My brothers and I used to climb the backyard fence after the Sky Sox games to watch the fireworks. Our parents' house backs to a ridge overlooking the stadium and on summer nights we rushed out the back door when the thunder started. Standing on the fence, outlined against the show, I always wondered what kind of ballplayer I would have been.
Football was our game of choice, but in addition to being fleet of foot, our throwing arms could plant snowballs deep into unsuspecting ears from across the yard. When the fireworks ended, we would take turns in the dark to see whose fastball had enough on it to crack dad's fence slats.
My wife and I learned early on that our son is a big sports fan. Even as a newborn he would watch Broncos games with unblinking eyes. We took him to his first Sky Sox game recently and he sat under his little red ball cap and didn't make a single complaint. He seemed to be more about tracking the whereabouts of Sox the Fox than the pitch count, but he did whip his head to the diamond every time the bat cracked a ball over the bases or sent a foul into the safety net behind home plate and made spectators duck anyway.
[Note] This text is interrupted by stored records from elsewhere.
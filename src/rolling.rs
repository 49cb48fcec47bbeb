//! Karp–Rabin substring matching with polynomial fingerprints.
//!
//! A length-`m` window `c₀ … c_{m-1}` is fingerprinted as
//!
//! ```text
//! H = c₀·d^(m-1) + c₁·d^(m-2) + ⋯ + c_{m-1}   (mod p)
//! ```
//!
//! where `d` is the evaluation point (by default the alphabet size).  The
//! pattern fingerprint and the first window are computed once in `O(m)`;
//! every later window is derived from its predecessor in `O(1)` via
//!
//! ```text
//! H' = d·(H − c_j·d^(m-1)) + c_{j+m}   (mod p)
//! ```
//!
//! Equal content always yields equal fingerprints, so neither mode can miss
//! an occurrence.  [`MatchMode::MonteCarlo`] trusts every fingerprint hit and
//! may report false positives; [`MatchMode::LasVegas`] re-checks each hit
//! symbol by symbol and reports exactly the true occurrences.
//!
//! An empty pattern is rejected with [`EngineError::EmptyPattern`] rather
//! than matching at every offset.

use crate::error::{EngineError, Result};
use crate::{sampling, Field};
use rand::Rng;
use serde::{Deserialize, Serialize};
use tracing::{debug, instrument, trace};

/// Alphabet size used for byte strings.
pub const BYTE_RADIX: u64 = 256;

/// How fingerprint hits are turned into reported matches.
#[derive(Debug, Clone, Copy, PartialEq, Eq, Default, Serialize, Deserialize)]
#[serde(rename_all = "snake_case")]
pub enum MatchMode {
    /// Report every fingerprint hit.  One-sided error: false positives only.
    MonteCarlo,
    /// Verify every fingerprint hit before reporting.  Never wrong.
    #[default]
    LasVegas,
}

/// Computes the polynomial fingerprint of `symbols` by Horner's rule.
pub fn fingerprint(field: &Field, base: u64, symbols: impl IntoIterator<Item = u64>) -> u64 {
    symbols
        .into_iter()
        .fold(0u64, |acc, c| field.add(field.mul(acc, base), c))
}

/// Fingerprint of a window that slides one symbol at a time.
#[derive(Debug, Clone)]
pub struct RollingHash {
    field: Field,
    base: u64,
    len: usize,
    /// `base^(len-1)`, the weight of the outgoing symbol.
    lead: u64,
    value: u64,
}

impl RollingHash {
    /// Fingerprints the initial window in `O(len)`.
    pub fn new(field: Field, base: u64, window: impl IntoIterator<Item = u64>) -> Self {
        let mut len = 0usize;
        let value = fingerprint(&field, base, window.into_iter().inspect(|_| len += 1));
        let lead = field.pow(base, len.saturating_sub(1) as u64);
        Self {
            field,
            base,
            len,
            lead,
            value,
        }
    }

    /// Current fingerprint.
    pub fn value(&self) -> u64 {
        self.value
    }

    /// Window length `m`.
    pub fn len(&self) -> usize {
        self.len
    }

    /// Returns `true` if the window holds no symbols.
    pub fn is_empty(&self) -> bool {
        self.len == 0
    }

    /// Drops `outgoing` from the front of the window and appends `incoming`.
    pub fn roll(&mut self, outgoing: u64, incoming: u64) {
        debug_assert!(self.len > 0, "cannot roll an empty window");
        let f = &self.field;
        let stripped = f.sub(self.value, f.mul(outgoing, self.lead));
        self.value = f.add(f.mul(self.base, stripped), incoming);
    }
}

/// Outcome of one scan, with counters describing how it went.
#[derive(Debug, Clone, Default, PartialEq, Eq)]
pub struct ScanReport {
    /// Reported zero-based match offsets, ascending.
    pub offsets: Vec<usize>,
    /// Number of windows whose fingerprint was compared.
    pub windows: usize,
    /// Windows whose fingerprint equalled the pattern's.
    pub hash_hits: usize,
    /// Hits discarded by Las Vegas verification (fingerprint collisions).
    pub rejected: usize,
}

/// Karp–Rabin matcher over a fixed alphabet `[0, radix)`.
#[derive(Debug, Clone, Copy, PartialEq, Eq)]
pub struct Matcher {
    field: Field,
    radix: u64,
    base: u64,
    mode: MatchMode,
}

impl Matcher {
    /// Builds a matcher over [`Field::default`] evaluating at `d = radix`.
    ///
    /// # Errors
    ///
    /// [`EngineError::InvalidConfig`] unless `2 <= radix < p`.
    pub fn new(radix: u64, mode: MatchMode) -> Result<Self> {
        Self::with_field(Field::default(), radix, mode)
    }

    /// Builds a matcher over an explicit field, evaluating at `d = radix`.
    ///
    /// The alphabet must fit below the modulus: with `radix >= p` the
    /// symbols `c` and `c + p` share every fingerprint.
    pub fn with_field(field: Field, radix: u64, mode: MatchMode) -> Result<Self> {
        check_radix(&field, radix)?;
        Ok(Self {
            field,
            radix,
            base: radix,
            mode,
        })
    }

    /// Builds a matcher whose evaluation point is drawn uniformly from
    /// `[1, p-1]`.
    ///
    /// Two distinct windows then collide with probability at most
    /// `(m-1)/(p-1)` over the draw, because their difference is a nonzero
    /// polynomial of degree below `m`.
    pub fn with_random_base<R: Rng + ?Sized>(
        field: Field,
        radix: u64,
        mode: MatchMode,
        rng: &mut R,
    ) -> Result<Self> {
        check_radix(&field, radix)?;
        let base = sampling::random_nonzero_element(&field, rng);
        Ok(Self {
            field,
            radix,
            base,
            mode,
        })
    }

    /// The field fingerprints live in.
    pub fn field(&self) -> &Field {
        &self.field
    }

    /// Alphabet size `d`.
    pub fn radix(&self) -> u64 {
        self.radix
    }

    /// Evaluation point of the fingerprint polynomial.
    pub fn base(&self) -> u64 {
        self.base
    }

    /// Current matching mode.
    pub fn mode(&self) -> MatchMode {
        self.mode
    }

    /// Returns the starting offsets of `pattern` in `text`.
    pub fn find<T>(&self, text: &[T], pattern: &[T]) -> Result<Vec<usize>>
    where
        T: Copy + Into<u64>,
    {
        Ok(self.scan(text, pattern)?.offsets)
    }

    /// Byte-string convenience around [`Matcher::find`].
    pub fn find_str(&self, text: &str, pattern: &str) -> Result<Vec<usize>> {
        self.find(text.as_bytes(), pattern.as_bytes())
    }

    /// Scans `text` for `pattern` and reports offsets with scan counters.
    ///
    /// A pattern longer than the text yields an empty report without
    /// scanning.
    ///
    /// # Errors
    ///
    /// [`EngineError::EmptyPattern`] for an empty pattern, and
    /// [`EngineError::SymbolOutOfRange`] if a symbol is not below `radix`.
    #[instrument(
        level = "debug",
        skip_all,
        fields(text_len = text.len(), pattern_len = pattern.len(), mode = ?self.mode)
    )]
    pub fn scan<T>(&self, text: &[T], pattern: &[T]) -> Result<ScanReport>
    where
        T: Copy + Into<u64>,
    {
        let n = text.len();
        let m = pattern.len();
        if m == 0 {
            return Err(EngineError::EmptyPattern);
        }
        self.check_alphabet(pattern)?;
        if m > n {
            return Ok(ScanReport::default());
        }
        self.check_alphabet(text)?;

        let target = fingerprint(
            &self.field,
            self.base,
            pattern.iter().map(|&c| Into::<u64>::into(c)),
        );
        let mut window = RollingHash::new(
            self.field,
            self.base,
            text[..m].iter().map(|&c| Into::<u64>::into(c)),
        );
        let mut report = ScanReport::default();

        for j in 0..=n - m {
            report.windows += 1;
            if window.value() == target {
                report.hash_hits += 1;
                match self.mode {
                    MatchMode::MonteCarlo => report.offsets.push(j),
                    MatchMode::LasVegas => {
                        if symbols_equal(&text[j..j + m], pattern) {
                            report.offsets.push(j);
                        } else {
                            report.rejected += 1;
                            trace!(offset = j, "fingerprint collision rejected");
                        }
                    }
                }
            }
            if j < n - m {
                window.roll(text[j].into(), text[j + m].into());
            }
        }

        debug!(
            matches = report.offsets.len(),
            hash_hits = report.hash_hits,
            rejected = report.rejected,
            "scan finished"
        );
        Ok(report)
    }

    /// Expected number of false positives for a Monte Carlo scan of a
    /// length-`n` text with a length-`m` pattern when the evaluation point
    /// is random: `(n-m+1)·(m-1)/(p-1)`.
    pub fn false_positive_bound(&self, n: usize, m: usize) -> f64 {
        if m == 0 || m > n {
            return 0.0;
        }
        let windows = (n - m + 1) as f64;
        windows * (m - 1) as f64 / (self.field.modulus() - 1) as f64
    }

    fn check_alphabet<T: Copy + Into<u64>>(&self, symbols: &[T]) -> Result<()> {
        match symbols
            .iter()
            .map(|&c| Into::<u64>::into(c))
            .enumerate()
            .find(|&(_, c)| c >= self.radix)
        {
            Some((position, symbol)) => Err(EngineError::SymbolOutOfRange {
                position,
                symbol,
                radix: self.radix,
            }),
            None => Ok(()),
        }
    }
}

impl Default for Matcher {
    fn default() -> Self {
        Self {
            field: Field::default(),
            radix: BYTE_RADIX,
            base: BYTE_RADIX,
            mode: MatchMode::default(),
        }
    }
}

fn check_radix(field: &Field, radix: u64) -> Result<()> {
    if radix < 2 || radix >= field.modulus() {
        return Err(EngineError::InvalidConfig(format!(
            "radix {radix} must lie in [2, {})",
            field.modulus()
        )));
    }
    Ok(())
}

fn symbols_equal<T: Copy + Into<u64>>(a: &[T], b: &[T]) -> bool {
    a.iter().zip(b).all(|(&x, &y)| Into::<u64>::into(x) == Into::<u64>::into(y))
}

/// Brute-force `O(n·m)` matcher used as ground truth.
///
/// Shares the empty-pattern policy of [`Matcher`].
pub fn naive_find<T: PartialEq>(text: &[T], pattern: &[T]) -> Result<Vec<usize>> {
    if pattern.is_empty() {
        return Err(EngineError::EmptyPattern);
    }
    if pattern.len() > text.len() {
        return Ok(Vec::new());
    }
    Ok(text
        .windows(pattern.len())
        .enumerate()
        .filter(|(_, w)| *w == pattern)
        .map(|(j, _)| j)
        .collect())
}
Our son is a man of few words and can't tell us what he wants to be when he grows up, but I think we have a ballplayer on our hands. I'm teaching him everything I know about the windup and the fastball, the slider and the curve. My wife says to take the throwing outside, even though the boy's pitches look more like he's spiking a football in the end zone. As soon as he can walk, I'll take him around the bases, and as soon as his fastball has enough on it to break a pane of glass I'll sign him up to throw out the first pitch.
Fireworks still shower the stadium on Friday nights and our back fence conveniently overlooks the games. My wife and I wait together with the boy on my shoulders, and the same hush that sweeps the crowd comes over us when the stadium lights go out.
Our son laughs just as much watching his dad run away from a bottle rocket with a short fuse in the driveway as he does watching the blooms of the big-boy rockets over the stadium. But I get my joy from watching the show reflect in his eyes now, and I wonder if he dreams what kind of ballplayer he will make. I do.